_Work to be completed_:
Word for word, transcribe the records that follow.

Collected data entries
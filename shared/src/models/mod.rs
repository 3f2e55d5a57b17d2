//! Domain models for the Procurement Management Platform

mod approval;
mod budget;
mod purchase_order;
mod purchase_request;
mod user;
mod vendor;

pub use approval::*;
pub use budget::*;
pub use purchase_order::*;
pub use purchase_request::*;
pub use user::*;
pub use vendor::*;
//! In-app notification dispatch
//!
//! Notifications are fired after the controlling workflow transaction has
//! committed, from a spawned task. A failed enqueue is logged and never
//! rolls back or retries the workflow transition itself.

use sqlx::PgPool;
use uuid::Uuid;

/// Notification service for workflow events
#[derive(Clone)]
pub struct NotificationService {
    db: PgPool,
}

impl NotificationService {
    /// Create a new NotificationService instance
    pub fn new(db: PgPool) -> Self {
        Self { db }
    }

    /// Enqueue an in-app notification without blocking the caller
    pub fn dispatch(
        &self,
        user_id: Uuid,
        title: &str,
        title_th: &str,
        body: String,
        body_th: String,
        reference_type: &str,
        reference_id: Uuid,
    ) {
        let db = self.db.clone();
        let title = title.to_string();
        let title_th = title_th.to_string();
        let reference_type = reference_type.to_string();

        tokio::spawn(async move {
            let result = sqlx::query(
                r#"
                INSERT INTO notifications (user_id, title, title_th, body, body_th,
                                           reference_type, reference_id)
                VALUES ($1, $2, $3, $4, $5, $6, $7)
                "#,
            )
            .bind(user_id)
            .bind(&title)
            .bind(&title_th)
            .bind(&body)
            .bind(&body_th)
            .bind(&reference_type)
            .bind(reference_id)
            .execute(&db)
            .await;

            if let Err(e) = result {
                tracing::warn!("Failed to enqueue notification for {}: {}", user_id, e);
            }
        });
    }
}
//! Purchase order HTTP handlers

use axum::{
    extract::{Path, Query, State},
    http::StatusCode,
    response::IntoResponse,
    Json,
};
use rust_decimal::Decimal;
use serde::Deserialize;
use uuid::Uuid;

use crate::error::{AppError, AppResult};
use crate::middleware::CurrentUser;
use crate::models::OrderStatus;
use crate::services::purchase_order::{
    GenerateOrderInput, PurchaseOrderService, TransitionInput, UpdateOrderInput,
};
use crate::AppState;

#[derive(Debug, Deserialize)]
pub struct OrderListQuery {
    pub status: Option<OrderStatus>,
}

fn configured_tax_rate(state: &AppState) -> AppResult<Decimal> {
    state
        .config
        .procurement
        .tax_rate()
        .ok_or_else(|| AppError::Internal("invalid default_tax_rate in configuration".to_string()))
}

/// Generate a purchase order from an approved purchase request
pub async fn generate_order(
    State(state): State<AppState>,
    current_user: CurrentUser,
    Json(input): Json<GenerateOrderInput>,
) -> impl IntoResponse {
    let service = PurchaseOrderService::new(state.db.clone());

    let default_tax_rate = match configured_tax_rate(&state) {
        Ok(rate) => rate,
        Err(e) => return e.into_response(),
    };

    match service
        .generate(&current_user.0, input, default_tax_rate)
        .await
    {
        Ok(order) => (StatusCode::CREATED, Json(order)).into_response(),
        Err(e) => e.into_response(),
    }
}

/// List purchase orders
pub async fn list_orders(
    State(state): State<AppState>,
    _current_user: CurrentUser,
    Query(query): Query<OrderListQuery>,
) -> impl IntoResponse {
    let service = PurchaseOrderService::new(state.db.clone());

    match service.list_orders(query.status).await {
        Ok(orders) => (
            StatusCode::OK,
            Json(serde_json::json!({ "purchase_orders": orders })),
        )
            .into_response(),
        Err(e) => e.into_response(),
    }
}

/// Get a purchase order with its items
pub async fn get_order(
    State(state): State<AppState>,
    _current_user: CurrentUser,
    Path(order_id): Path<Uuid>,
) -> impl IntoResponse {
    let service = PurchaseOrderService::new(state.db.clone());

    match service.get_order(order_id).await {
        Ok(order) => (StatusCode::OK, Json(order)).into_response(),
        Err(e) => e.into_response(),
    }
}

/// Edit a draft purchase order
pub async fn update_order(
    State(state): State<AppState>,
    current_user: CurrentUser,
    Path(order_id): Path<Uuid>,
    Json(input): Json<UpdateOrderInput>,
) -> impl IntoResponse {
    let service = PurchaseOrderService::new(state.db.clone());

    match service.update_draft(&current_user.0, order_id, input).await {
        Ok(order) => (StatusCode::OK, Json(order)).into_response(),
        Err(e) => e.into_response(),
    }
}

/// Move a purchase order along the fulfillment path
pub async fn transition_order(
    State(state): State<AppState>,
    current_user: CurrentUser,
    Path(order_id): Path<Uuid>,
    Json(input): Json<TransitionInput>,
) -> impl IntoResponse {
    let service = PurchaseOrderService::new(state.db.clone());

    match service.transition(&current_user.0, order_id, input).await {
        Ok(order) => (StatusCode::OK, Json(order)).into_response(),
        Err(e) => e.into_response(),
    }
}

_Solution below_:
filename shared/src/models/mod.rs
repository 3f2e55d5a57b17d2
//! Domain models for the Procurement Management Platform

mod approval;
mod budget;
mod purchase_order;
mod purchase_request;
mod user;
mod vendor;

pub use approval::*;
pub use budget::*;
pub use purchase_order::*;
pub use purchase_request::*;
pub use user::*;
pub use vendor::*;
//! In-app notification dispatch
//!
//! Notifications are fired after the controlling workflow transaction has
//! committed, from a spawned task. A failed enqueue is logged and never
//! rolls back or retries the workflow transition itself.

use sqlx::PgPool;
use uuid::Uuid;

/// Notification service for workflow events
#[derive(Clone)]
pub struct NotificationService {
    db: PgPool,
}

impl NotificationService {
    /// Create a new NotificationService instance
    pub fn new(db: PgPool) -> Self {
        Self { db }
    }

    /// Enqueue an in-app notification without blocking the caller
    pub fn dispatch(
        &self,
        user_id: Uuid,
        title: &str,
        title_th: &str,
        body: String,
        body_th: String,
        reference_type: &str,
        reference_id: Uuid,
    ) {
        let db = self.db.clone();
        let title = title.to_string();
        let title_th = title_th.to_string();
        let reference_type = reference_type.to_string();

        tokio::spawn(async move {
            let result = sqlx::query(
                r#"
                INSERT INTO notifications (user_id, title, title_th, body, body_th,
                                           reference_type, reference_id)
                VALUES ($1, $2, $3, $4, $5, $6, $7)
                "#,
            )
            .bind(user_id)
            .bind(&title)
            .bind(&title_th)
            .bind(&body)
            .bind(&body_th)
            .bind(&reference_type)
            .bind(reference_id)
            .execute(&db)
            .await;

            if let Err(e) = result {
                tracing::warn!("Failed to enqueue notification for {}: {}", user_id, e);
            }
        });
    }
}
//! Purchase order HTTP handlers

use axum::{
    extract::{Path, Query, State},
    http::StatusCode,
    response::IntoResponse,
    Json,
};
use rust_decimal::Decimal;
use serde::Deserialize;
use uuid::Uuid;

use crate::error::{AppError, AppResult};
use crate::middleware::CurrentUser;
use crate::models::OrderStatus;
use crate::services::purchase_order::{
    GenerateOrderInput, PurchaseOrderService, TransitionInput, UpdateOrderInput,
};
use crate::AppState;

#[derive(Debug, Deserialize)]
pub struct OrderListQuery {
    pub status: Option<OrderStatus>,
}

fn configured_tax_rate(state: &AppState) -> AppResult<Decimal> {
    state
        .config
        .procurement
        .tax_rate()
        .ok_or_else(|| AppError::Internal("invalid default_tax_rate in configuration".to_string()))
}

/// Generate a purchase order from an approved purchase request
pub async fn generate_order(
    State(state): State<AppState>,
    current_user: CurrentUser,
    Json(input): Json<GenerateOrderInput>,
) -> impl IntoResponse {
    let service = PurchaseOrderService::new(state.db.clone());

    let default_tax_rate = match configured_tax_rate(&state) {
        Ok(rate) => rate,
        Err(e) => return e.into_response(),
    };

    match service
        .generate(&current_user.0, input, default_tax_rate)
        .await
    {
        Ok(order) => (StatusCode::CREATED, Json(order)).into_response(),
        Err(e) => e.into_response(),
    }
}

/// List purchase orders
pub async fn list_orders(
    State(state): State<AppState>,
    _current_user: CurrentUser,
    Query(query): Query<OrderListQuery>,
) -> impl IntoResponse {
    let service = PurchaseOrderService::new(state.db.clone());

    match service.list_orders(query.status).await {
        Ok(orders) => (
            StatusCode::OK,
            Json(serde_json::json!({ "purchase_orders": orders })),
        )
            .into_response(),
        Err(e) => e.into_response(),
    }
}

/// Get a purchase order with its items
pub async fn get_order(
    State(state): State<AppState>,
    _current_user: CurrentUser,
    Path(order_id): Path<Uuid>,
) -> impl IntoResponse {
    let service = PurchaseOrderService::new(state.db.clone());

    match service.get_order(order_id).await {
        Ok(order) => (StatusCode::OK, Json(order)).into_response(),
        Err(e) => e.into_response(),
    }
}

/// Edit a draft purchase order
pub async fn update_order(
    State(state): State<AppState>,
    current_user: CurrentUser,
    Path(order_id): Path<Uuid>,
    Json(input): Json<UpdateOrderInput>,
) -> impl IntoResponse {
    let service = PurchaseOrderService::new(state.db.clone());

    match service.update_draft(&current_user.0, order_id, input).await {
        Ok(order) => (StatusCode::OK, Json(order)).into_response(),
        Err(e) => e.into_response(),
    }
}

/// Move a purchase order along the fulfillment path
pub async fn transition_order(
    State(state): State<AppState>,
    current_user: CurrentUser,
    Path(order_id): Path<Uuid>,
    Json(input): Json<TransitionInput>,
) -> impl IntoResponse {
    let service = PurchaseOrderService::new(state.db.clone());

    match service.transition(&current_user.0, order_id, input).await {
        Ok(order) => (StatusCode::OK, Json(order)).into_response(),
        Err(e) => e.into_response(),
    }
}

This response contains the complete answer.